• Supplied material
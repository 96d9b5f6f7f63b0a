//! Symbol table for one translation.
//!
//! Tracks global variables, function signatures for overload resolution,
//! the locals of the function being compiled, the current-function context
//! and the stack of enclosing loops. A fresh table is built for every
//! translation; nothing here is shared between calls.

use pascalc_core::{CompilationError, DataType, Span};
use rustc_hash::FxHashMap;

use crate::emit::Label;
use crate::unit::{FieldId, MethodId};

/// Where a variable lives.
#[derive(Debug, Clone, Copy, PartialEq, Eq)]
pub enum Storage {
    /// A unit field.
    Global(FieldId),
    /// A slot of the current method frame.
    Local(u16),
}

/// A declared variable.
#[derive(Debug, Clone, PartialEq, Eq)]
pub struct Variable {
    pub name: String,
    pub ty: DataType,
    pub storage: Storage,
}

/// A declared function.
#[derive(Debug, Clone, PartialEq, Eq)]
pub struct FunctionSignature {
    pub name: String,
    pub params: Vec<DataType>,
    pub return_type: DataType,
    pub method: MethodId,
}

/// The function whose body is being compiled.
#[derive(Debug, Clone, PartialEq, Eq)]
pub struct FunctionContext {
    pub name: String,
    pub return_type: DataType,
}

/// Jump targets of one enclosing loop.
#[derive(Debug, Clone, Copy, PartialEq, Eq)]
pub struct LoopContext {
    pub continue_label: Label,
    pub break_label: Label,
}

/// What a name used as an assignment target refers to.
#[derive(Debug, Clone, Copy, PartialEq, Eq)]
pub enum Target<'a> {
    /// The enclosing function's own name: a return-value write.
    FunctionResult(&'a DataType),
    /// A local or global variable.
    Variable(&'a Variable),
}

/// Module-wide and per-function symbols.
#[derive(Debug, Default)]
pub struct SymbolTable {
    globals: Vec<Variable>,
    global_index: FxHashMap<String, usize>,
    functions: FxHashMap<String, Vec<FunctionSignature>>,
    locals: Vec<Variable>,
    local_index: FxHashMap<String, usize>,
    current: Option<FunctionContext>,
    loops: Vec<LoopContext>,
}

impl SymbolTable {
    /// Create an empty table.
    pub fn new() -> Self {
        Self::default()
    }

    // ==========================================================================
    // Globals
    // ==========================================================================

    /// Register a module-level variable stored in `field`.
    pub fn declare_global(
        &mut self,
        name: &str,
        ty: DataType,
        field: FieldId,
        span: Span,
    ) -> Result<(), CompilationError> {
        if self.global_index.contains_key(name) {
            return Err(CompilationError::DuplicateDeclaration {
                name: name.to_string(),
                message: "a global variable with this name already exists".to_string(),
                span,
            });
        }
        self.global_index.insert(name.to_string(), self.globals.len());
        self.globals.push(Variable {
            name: name.to_string(),
            ty,
            storage: Storage::Global(field),
        });
        Ok(())
    }

    /// Look up a global variable.
    pub fn global(&self, name: &str) -> Option<&Variable> {
        self.global_index.get(name).map(|&i| &self.globals[i])
    }

    /// All globals in declaration order.
    pub fn globals(&self) -> &[Variable] {
        &self.globals
    }

    // ==========================================================================
    // Functions
    // ==========================================================================

    /// Register a function signature.
    ///
    /// Fails if a function with the same name and parameter types exists.
    pub fn declare_function(
        &mut self,
        name: &str,
        params: Vec<DataType>,
        return_type: DataType,
        method: MethodId,
        span: Span,
    ) -> Result<(), CompilationError> {
        let overloads = self.functions.entry(name.to_string()).or_default();
        if overloads.iter().any(|sig| sig.params == params) {
            return Err(CompilationError::DuplicateDeclaration {
                name: name.to_string(),
                message: format!(
                    "a function with parameters ({}) already exists",
                    type_list(&params)
                ),
                span,
            });
        }
        overloads.push(FunctionSignature {
            name: name.to_string(),
            params,
            return_type,
            method,
        });
        Ok(())
    }

    /// Find the overload whose parameter types equal `args` exactly.
    pub fn resolve_function(&self, name: &str, args: &[DataType]) -> Option<&FunctionSignature> {
        self.functions
            .get(name)?
            .iter()
            .find(|sig| sig.params == args)
    }

    /// Whether any function has this name.
    pub fn has_function(&self, name: &str) -> bool {
        self.functions.contains_key(name)
    }

    /// Number of declared signatures.
    pub fn function_count(&self) -> usize {
        self.functions.values().map(Vec::len).sum()
    }

    // ==========================================================================
    // Current function and locals
    // ==========================================================================

    /// Start a new function body. Clears the locals of the previous one.
    pub fn begin_function(&mut self, name: &str, return_type: DataType) {
        self.clear_locals();
        self.current = Some(FunctionContext {
            name: name.to_string(),
            return_type,
        });
    }

    /// Start the entry body, which has no function context.
    pub fn begin_entry(&mut self) {
        self.clear_locals();
        self.current = None;
    }

    /// Leave the current body.
    pub fn end_function(&mut self) {
        self.clear_locals();
        self.current = None;
    }

    /// The function being compiled, if any.
    pub fn current_function(&self) -> Option<&FunctionContext> {
        self.current.as_ref()
    }

    fn clear_locals(&mut self) {
        self.locals.clear();
        self.local_index.clear();
        self.loops.clear();
    }

    /// Append a local; its slot is the number of locals declared before it.
    pub fn add_local(
        &mut self,
        name: &str,
        ty: DataType,
        span: Span,
    ) -> Result<u16, CompilationError> {
        if self.local_index.contains_key(name) {
            return Err(CompilationError::DuplicateDeclaration {
                name: name.to_string(),
                message: "a parameter or local with this name already exists".to_string(),
                span,
            });
        }
        let slot = u16::try_from(self.locals.len())
            .ok()
            .filter(|&slot| slot < u16::MAX)
            .ok_or_else(|| CompilationError::Emit {
                message: format!("too many locals declaring '{name}'"),
                span,
            })?;
        self.local_index.insert(name.to_string(), self.locals.len());
        self.locals.push(Variable {
            name: name.to_string(),
            ty,
            storage: Storage::Local(slot),
        });
        Ok(slot)
    }

    /// Look up a local variable.
    pub fn local(&self, name: &str) -> Option<&Variable> {
        self.local_index.get(name).map(|&i| &self.locals[i])
    }

    /// Number of locals in the current body.
    ///
    /// [`add_local`](Self::add_local) keeps the count below `u16::MAX`.
    pub fn local_count(&self) -> u16 {
        self.locals.len() as u16
    }

    /// Resolve a variable: locals shadow globals.
    pub fn resolve_variable(&self, name: &str) -> Option<&Variable> {
        self.local(name).or_else(|| self.global(name))
    }

    /// Resolve an assignment target: the enclosing function's own name
    /// first, then locals, then globals.
    pub fn resolve_target(&self, name: &str) -> Option<Target<'_>> {
        if let Some(current) = &self.current
            && current.name == name
        {
            return Some(Target::FunctionResult(&current.return_type));
        }
        self.resolve_variable(name).map(Target::Variable)
    }

    // ==========================================================================
    // Loops
    // ==========================================================================

    /// Push the targets of a loop being entered.
    pub fn enter_loop(&mut self, continue_label: Label, break_label: Label) {
        self.loops.push(LoopContext {
            continue_label,
            break_label,
        });
    }

    /// Pop the innermost loop.
    pub fn exit_loop(&mut self) -> Option<LoopContext> {
        self.loops.pop()
    }

    /// The innermost loop, if any.
    pub fn innermost_loop(&self) -> Option<LoopContext> {
        self.loops.last().copied()
    }

    /// Current loop nesting depth.
    pub fn loop_depth(&self) -> usize {
        self.loops.len()
    }
}

/// Render a parameter list like `integer, boolean`.
pub(crate) fn type_list(types: &[DataType]) -> String {
    types
        .iter()
        .map(ToString::to_string)
        .collect::<Vec<_>>()
        .join(", ")
}
use std::marker::PhantomData;

use crate::{
  observable::Observable,
  observer::{Emitter, Observer},
  subscription::Subscription,
};

/// Observable created from a function.
///
/// This struct is created by [`create`].
#[derive(Clone)]
pub struct Create<F, Item, Err> {
  f: F,
  _marker: PhantomData<(Item, Err)>,
}

impl<F, Item, Err> Create<F, Item, Err> {
  pub fn new(f: F) -> Self { Self { f, _marker: PhantomData } }
}

/// Build a cold observable from a function that drives an [`Emitter`].
///
/// The function runs once per subscription. Whatever it returns is the
/// subscription handle, so it can hand back teardown logic or just `()`.
/// After `error` or `complete` the emitter drops its observer and ignores
/// everything else.
///
/// ```rust
/// use rxsubject::prelude::*;
///
/// let subject = AsyncSubject::<i32, ()>::new();
/// create(|emitter: &mut dyn Emitter<i32, ()>| {
///   for v in 1..=5 {
///     emitter.next(v);
///   }
///   emitter.complete();
/// })
/// .actual_subscribe(subject.clone());
///
/// assert!(subject.is_completed());
/// ```
pub fn create<F, Item, Err, U>(f: F) -> Create<F, Item, Err>
where
  F: FnOnce(&mut dyn Emitter<Item, Err>) -> U,
  U: Subscription,
{
  Create::new(f)
}

/// Wrapper to implement Emitter for Option<O>
struct CreateEmitter<O>(Option<O>);

impl<O, Item, Err> Emitter<Item, Err> for CreateEmitter<O>
where
  O: Observer<Item, Err>,
{
  #[inline]
  fn next(&mut self, value: Item) {
    if let Some(observer) = &mut self.0 {
      observer.next(value);
    }
  }

  #[inline]
  fn error(&mut self, err: Err) {
    if let Some(observer) = self.0.take() {
      observer.error(err);
    }
  }

  #[inline]
  fn complete(&mut self) {
    if let Some(observer) = self.0.take() {
      observer.complete();
    }
  }

  #[inline]
  fn is_closed(&self) -> bool { self.0.is_closed() }
}

impl<'a, F, Item, Err, U> Observable<'a, Item, Err> for Create<F, Item, Err>
where
  F: FnOnce(&mut dyn Emitter<Item, Err>) -> U,
  U: Subscription,
{
  type Unsub = U;

  fn actual_subscribe<O>(self, observer: O) -> Self::Unsub
  where
    O: Observer<Item, Err> + 'a,
  {
    let mut emitter = CreateEmitter(Some(observer));
    (self.f)(&mut emitter)
  }
}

• Work instruction
Go through the entries and return each line where the word "already" occurs.

• Reply
                message: "a global variable with this name already exists".to_string(),
                    "a function with parameters ({}) already exists",
                message: "a parameter or local with this name already exists".to_string(),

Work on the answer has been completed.